For full request-body rules and limits, see the Ingest API guide.

Once the credential exists, attach it to any HTTP Request node that talks to Ragtime:

  1. Add or open an HTTP Request node.
  2. Set Method to the appropriate verb (POST for ingest, GET for analytics).
  3. Set URL to the Ragtime endpoint, e.g.: https://your-ragtime-instance.com/api/v1/projects/{projectId}/libraries/{libraryId}/ingest
  4. Set AuthenticationGeneric Credential TypeBearer Auth (or Header Auth if you used that option).
  5. Pick your “Ragtime API Key” credential from the dropdown.
  6. Configure the request body or query parameters as needed (see the Ingest API or Analytics API guides).
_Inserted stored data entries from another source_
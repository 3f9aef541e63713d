// src/config/options.rs
use std::env;
use std::ffi::OsString;
use std::path::{Path, PathBuf};

use super::consts::*;

#[derive(Clone, Debug, Default, PartialEq, Eq)]
pub struct AppOptions {
    pub source: SourceOptions,
    pub export: ExportOptions,
}

/// Where the running log comes from.
#[derive(Clone, Debug, PartialEq, Eq)]
pub enum SourceKind {
    /// Google sheet by id + worksheet (tab) name.
    Sheet { sheet_id: String, worksheet: String },
    /// Local CSV/TSV export of the same sheet. Offline use.
    Csv(PathBuf),
}

#[derive(Clone, Debug, PartialEq, Eq)]
pub struct SourceOptions {
    pub kind: SourceKind,
    /// Explicit service-account file; falls back to the environment.
    pub credentials: Option<PathBuf>,
}

impl Default for SourceOptions {
    fn default() -> Self {
        Self {
            kind: SourceKind::Sheet {
                sheet_id: s!(SHEET_ID),
                worksheet: s!(WORKSHEET_NAME),
            },
            credentials: None,
        }
    }
}

impl SourceOptions {
    /// Explicit option first, then `LAUFCHALLENGE_CREDENTIALS`,
    /// then `GOOGLE_APPLICATION_CREDENTIALS`.
    pub fn credentials_path(&self) -> Option<PathBuf> {
        if let Some(p) = &self.credentials {
            return Some(p.clone());
        }
        [CREDENTIALS_ENV, CREDENTIALS_ENV_FALLBACK]
            .iter()
            .filter_map(|k| env::var_os(k))
            .find(|v| !v.is_empty())
            .map(PathBuf::from)
    }

    pub fn describe(&self) -> String {
        match &self.kind {
            SourceKind::Sheet { sheet_id, worksheet } => format!("sheet {sheet_id} / {worksheet}"),
            SourceKind::Csv(p) => format!("csv {}", p.display()),
        }
    }
}

#[derive(Clone, Copy, Debug, PartialEq, Eq)]
pub enum ExportType {
    SingleFile,
    PerGroup,
}

#[derive(Clone, Copy, Debug, PartialEq, Eq)]
pub enum ExportFormat {
    Csv,
    Tsv,
}

impl ExportFormat {
    pub fn ext(&self) -> &'static str {
        match self { ExportFormat::Csv => "csv", ExportFormat::Tsv => "tsv" }
    }
    pub fn delim(&self) -> char {
        match self { ExportFormat::Csv => ',', ExportFormat::Tsv => '\t' }
    }
}

#[derive(Clone, Debug, PartialEq, Eq)]
pub struct ExportOptions {
    pub format: ExportFormat,
    pub export_type: ExportType,
    out_path: OutputPath,
    pub include_headers: bool,
}

impl Default for ExportOptions {
    fn default() -> Self {
        Self {
            format: ExportFormat::Csv,
            export_type: ExportType::SingleFile,
            out_path: OutputPath::default(),
            include_headers: true,
        }
    }
}

impl ExportOptions {
    /// Single file: `<dir>/<stem>.<ext>`. Per group: the directory only.
    pub fn out_path(&self) -> PathBuf {
        let mut path = self.out_path.dir.clone();

        match self.export_type {
            ExportType::SingleFile => {
                let stem = self.out_path.file_stem.to_string_lossy();
                path.push(join!(stem, ".", self.format.ext()));
            }
            ExportType::PerGroup => { /* directory only */ }
        }
        path
    }

    pub fn current_dir(&self) -> &Path {
        &self.out_path.dir
    }

    /// Parse GUI/CLI text into dir + stem. Ignores a typed extension; format controls it.
    pub fn set_path(&mut self, text: &str) {
        let s = text.trim();
        if s.is_empty() {
            return;
        }

        match self.export_type {
            ExportType::SingleFile => {
                let p = Path::new(s);
                if let Some(parent) = p.parent() {
                    self.out_path.dir = parent.to_path_buf();
                }
                if let Some(stem) = p.file_stem() {
                    self.out_path.file_stem = stem.to_os_string();
                }
            }
            ExportType::PerGroup => {
                self.out_path.dir = PathBuf::from(s);
            }
        }
    }

    pub fn delim(&self) -> char {
        self.format.delim()
    }
}

#[derive(Clone, Debug, PartialEq, Eq)]
pub struct OutputPath {
    dir: PathBuf,
    file_stem: OsString, // without extension
}

impl Default for OutputPath {
    fn default() -> Self {
        Self {
            dir: PathBuf::from(DEFAULT_OUT_DIR),
            file_stem: OsString::from(DEFAULT_FILE),
        }
    }
}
That’s it — N8N will automatically inject the Authorization: Bearer rt_live_... header into every request made by this node.

Setting Up Webhook Verification (Optional)

Section titled “Setting Up Webhook Verification (Optional)”

If your workflow receives webhooks from Ragtime (instead of calling Ragtime), you may want to verify the X-Ragtime-Signature header. In N8N:

  1. Use a Webhook trigger node to receive incoming requests.
  2. Add a Code node after the Webhook node to verify the signature:
// Code node: Verify Ragtime webhook signature
const crypto = require('crypto');
const secret = $env.RAGTIME_WEBHOOK_SECRET; // Set in N8N environment variables
const body = JSON.stringify($input.first().json.body);
const signature = $input.first().json.headers['x-ragtime-signature'];
const expected = 'sha256=' + crypto.createHmac('sha256', secret).update(body).digest('hex');
if (!crypto.timingSafeEqual(Buffer.from(expected), Buffer.from(signature))) {
throw new Error('Invalid webhook signature');
}
return $input.all();

Store your webhook signing secret in N8N’s environment variables (Settings → Variables or via N8N_VARIABLES) rather than hardcoding it in the workflow.

  • Name credentials clearly — e.g. “Ragtime API Key (Production)” vs “Ragtime API Key (Staging)” if you have multiple environments.
  • Use N8N environment variables for secrets. In the Bearer Token (or Header Value) field, you can reference variables: ={{$env.RAGTIME_API_KEY}}
  • One credential per environment — don’t mix production and staging keys in the same credential.
  • Test with the preview URL first — Ragtime’s isLive flag is false for preview traffic, so you can safely test without polluting production analytics.
  • Check your scopes — make sure your API key has the right scopes (ingest, analytics:read) for the endpoints you intend to call.
  • 401 Unauthorized: If using Bearer Auth, verify the token is the full key (starting with rt_live_). If using Header Auth, ensure the Name is Authorization and the Value starts with Bearer (with a space). In both cases, check the key hasn’t been revoked in Dashboard -> API Keys.
  • 403 Forbidden: The API key is valid but missing the required scope. Edit the key’s scopes in Dashboard -> API Keys, or create a new key with the correct scopes.
  • Credential not showing in dropdown: Make sure the HTTP Request node’s Authentication is set to Generic Credential Type -> the same auth type you created (Bearer Auth or Header Auth). Credentials only appear under their matching type.
  • N8N says “Could not connect”: Verify that your N8N instance can reach your Ragtime instance’s URL. If self-hosting both, ensure they are on the same network or that firewalls allow the connection.
  • Webhook events not arriving: Check the webhook delivery history in Dashboard -> Webhooks -> History. Verify the webhook URL in Ragtime matches the N8N webhook trigger URL exactly (including trailing slashes).